== ASSIGNED TASK ==
Your reply should hold exactly the lines from the one that contains "pub mod scene;" through the end of the data. Repeat them word for word.

[Saved entries]
----
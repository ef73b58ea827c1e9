#![allow(clippy::too_many_arguments, clippy::needless_range_loop, clippy::float_cmp,
         clippy::type_complexity)]

pub mod mesh;
pub mod face;
pub mod disp;
pub mod vis;
pub mod entities;
pub mod error;
pub mod scene;
pub mod assemble;
pub mod loader;
pub mod context;

#[cfg(test)]
mod testmap;

pub use assemble::{CancelToken, SceneAssembler};
pub use error::{LoadError, LoadIssue, LoadReport};
pub use scene::Scene;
----
== SOLUTION FOR THIS PROBLEM ==
pub mod scene;
pub mod assemble;
pub mod loader;
pub mod context;

#[cfg(test)]
mod testmap;

pub use assemble::{CancelToken, SceneAssembler};
pub use error::{LoadError, LoadIssue, LoadReport};
pub use scene::Scene;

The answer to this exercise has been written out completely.